▶ Aim of the task
Return the lines below that contain the word "shader".

▶ Material to process

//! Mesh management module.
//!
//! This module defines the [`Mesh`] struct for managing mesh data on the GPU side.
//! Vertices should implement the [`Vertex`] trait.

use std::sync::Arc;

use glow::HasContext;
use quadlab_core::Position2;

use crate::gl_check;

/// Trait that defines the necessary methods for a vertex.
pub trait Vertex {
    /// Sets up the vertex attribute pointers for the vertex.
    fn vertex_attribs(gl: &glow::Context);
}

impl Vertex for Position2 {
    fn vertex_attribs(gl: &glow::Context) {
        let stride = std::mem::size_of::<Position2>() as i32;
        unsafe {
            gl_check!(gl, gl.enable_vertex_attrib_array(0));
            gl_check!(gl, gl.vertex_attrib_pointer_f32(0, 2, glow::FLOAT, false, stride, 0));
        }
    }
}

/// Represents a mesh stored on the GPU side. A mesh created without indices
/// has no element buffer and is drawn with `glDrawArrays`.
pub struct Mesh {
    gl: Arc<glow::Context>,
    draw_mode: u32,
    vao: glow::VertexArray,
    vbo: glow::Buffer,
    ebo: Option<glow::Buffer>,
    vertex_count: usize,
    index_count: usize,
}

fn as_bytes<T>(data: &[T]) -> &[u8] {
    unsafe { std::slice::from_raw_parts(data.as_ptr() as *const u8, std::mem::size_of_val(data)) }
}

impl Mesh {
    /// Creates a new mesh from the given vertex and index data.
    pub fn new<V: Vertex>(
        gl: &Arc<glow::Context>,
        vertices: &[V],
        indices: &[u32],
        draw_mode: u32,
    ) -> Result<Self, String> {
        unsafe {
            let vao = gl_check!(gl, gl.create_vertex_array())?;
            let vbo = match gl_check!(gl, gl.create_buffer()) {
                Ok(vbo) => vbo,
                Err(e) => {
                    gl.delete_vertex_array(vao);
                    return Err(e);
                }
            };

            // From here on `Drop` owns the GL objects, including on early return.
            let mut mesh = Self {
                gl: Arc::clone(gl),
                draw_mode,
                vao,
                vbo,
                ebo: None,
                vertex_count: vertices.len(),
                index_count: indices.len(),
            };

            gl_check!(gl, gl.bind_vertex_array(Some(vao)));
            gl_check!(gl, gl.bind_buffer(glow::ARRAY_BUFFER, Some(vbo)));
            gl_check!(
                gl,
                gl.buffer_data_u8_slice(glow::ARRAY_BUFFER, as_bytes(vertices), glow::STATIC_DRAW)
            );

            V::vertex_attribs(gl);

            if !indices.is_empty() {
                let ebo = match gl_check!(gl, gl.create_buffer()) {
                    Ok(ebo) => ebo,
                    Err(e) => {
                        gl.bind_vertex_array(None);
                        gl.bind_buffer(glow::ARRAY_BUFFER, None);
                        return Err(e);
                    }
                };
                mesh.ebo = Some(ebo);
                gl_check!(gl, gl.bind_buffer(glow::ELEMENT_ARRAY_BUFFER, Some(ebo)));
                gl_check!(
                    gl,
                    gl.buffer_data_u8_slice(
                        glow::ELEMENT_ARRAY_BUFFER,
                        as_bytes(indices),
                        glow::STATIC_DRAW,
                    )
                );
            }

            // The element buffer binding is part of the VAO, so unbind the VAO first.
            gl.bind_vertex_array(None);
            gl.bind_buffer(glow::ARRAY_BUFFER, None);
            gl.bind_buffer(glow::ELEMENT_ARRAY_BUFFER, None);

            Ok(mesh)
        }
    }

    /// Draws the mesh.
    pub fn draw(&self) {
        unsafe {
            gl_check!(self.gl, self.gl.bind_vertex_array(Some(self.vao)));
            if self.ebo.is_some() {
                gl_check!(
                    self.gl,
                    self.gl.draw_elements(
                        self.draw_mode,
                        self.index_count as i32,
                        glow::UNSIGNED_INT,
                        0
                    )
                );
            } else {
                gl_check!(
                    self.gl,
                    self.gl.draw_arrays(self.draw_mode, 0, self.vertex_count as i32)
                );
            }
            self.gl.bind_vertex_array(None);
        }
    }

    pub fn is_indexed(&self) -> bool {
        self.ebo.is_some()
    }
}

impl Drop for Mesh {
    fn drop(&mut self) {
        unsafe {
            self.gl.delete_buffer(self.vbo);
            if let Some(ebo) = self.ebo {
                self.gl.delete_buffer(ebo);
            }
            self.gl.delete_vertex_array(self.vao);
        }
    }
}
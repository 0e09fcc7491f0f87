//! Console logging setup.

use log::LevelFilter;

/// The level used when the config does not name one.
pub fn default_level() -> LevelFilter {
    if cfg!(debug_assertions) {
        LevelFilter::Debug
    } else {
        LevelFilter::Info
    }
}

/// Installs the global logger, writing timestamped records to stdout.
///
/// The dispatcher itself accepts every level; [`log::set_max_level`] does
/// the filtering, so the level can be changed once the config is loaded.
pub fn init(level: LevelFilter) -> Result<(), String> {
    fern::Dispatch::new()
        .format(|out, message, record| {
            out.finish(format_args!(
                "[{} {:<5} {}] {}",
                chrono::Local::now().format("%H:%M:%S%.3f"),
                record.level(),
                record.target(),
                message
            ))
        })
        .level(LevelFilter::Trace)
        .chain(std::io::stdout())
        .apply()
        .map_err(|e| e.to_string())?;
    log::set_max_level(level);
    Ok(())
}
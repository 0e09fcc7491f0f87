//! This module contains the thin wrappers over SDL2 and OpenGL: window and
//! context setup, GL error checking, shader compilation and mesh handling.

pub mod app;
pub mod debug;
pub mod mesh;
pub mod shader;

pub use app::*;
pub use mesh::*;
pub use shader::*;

▶ Task answer
//! context setup, GL error checking, shader compilation and mesh handling.
pub mod shader;
pub use shader::*;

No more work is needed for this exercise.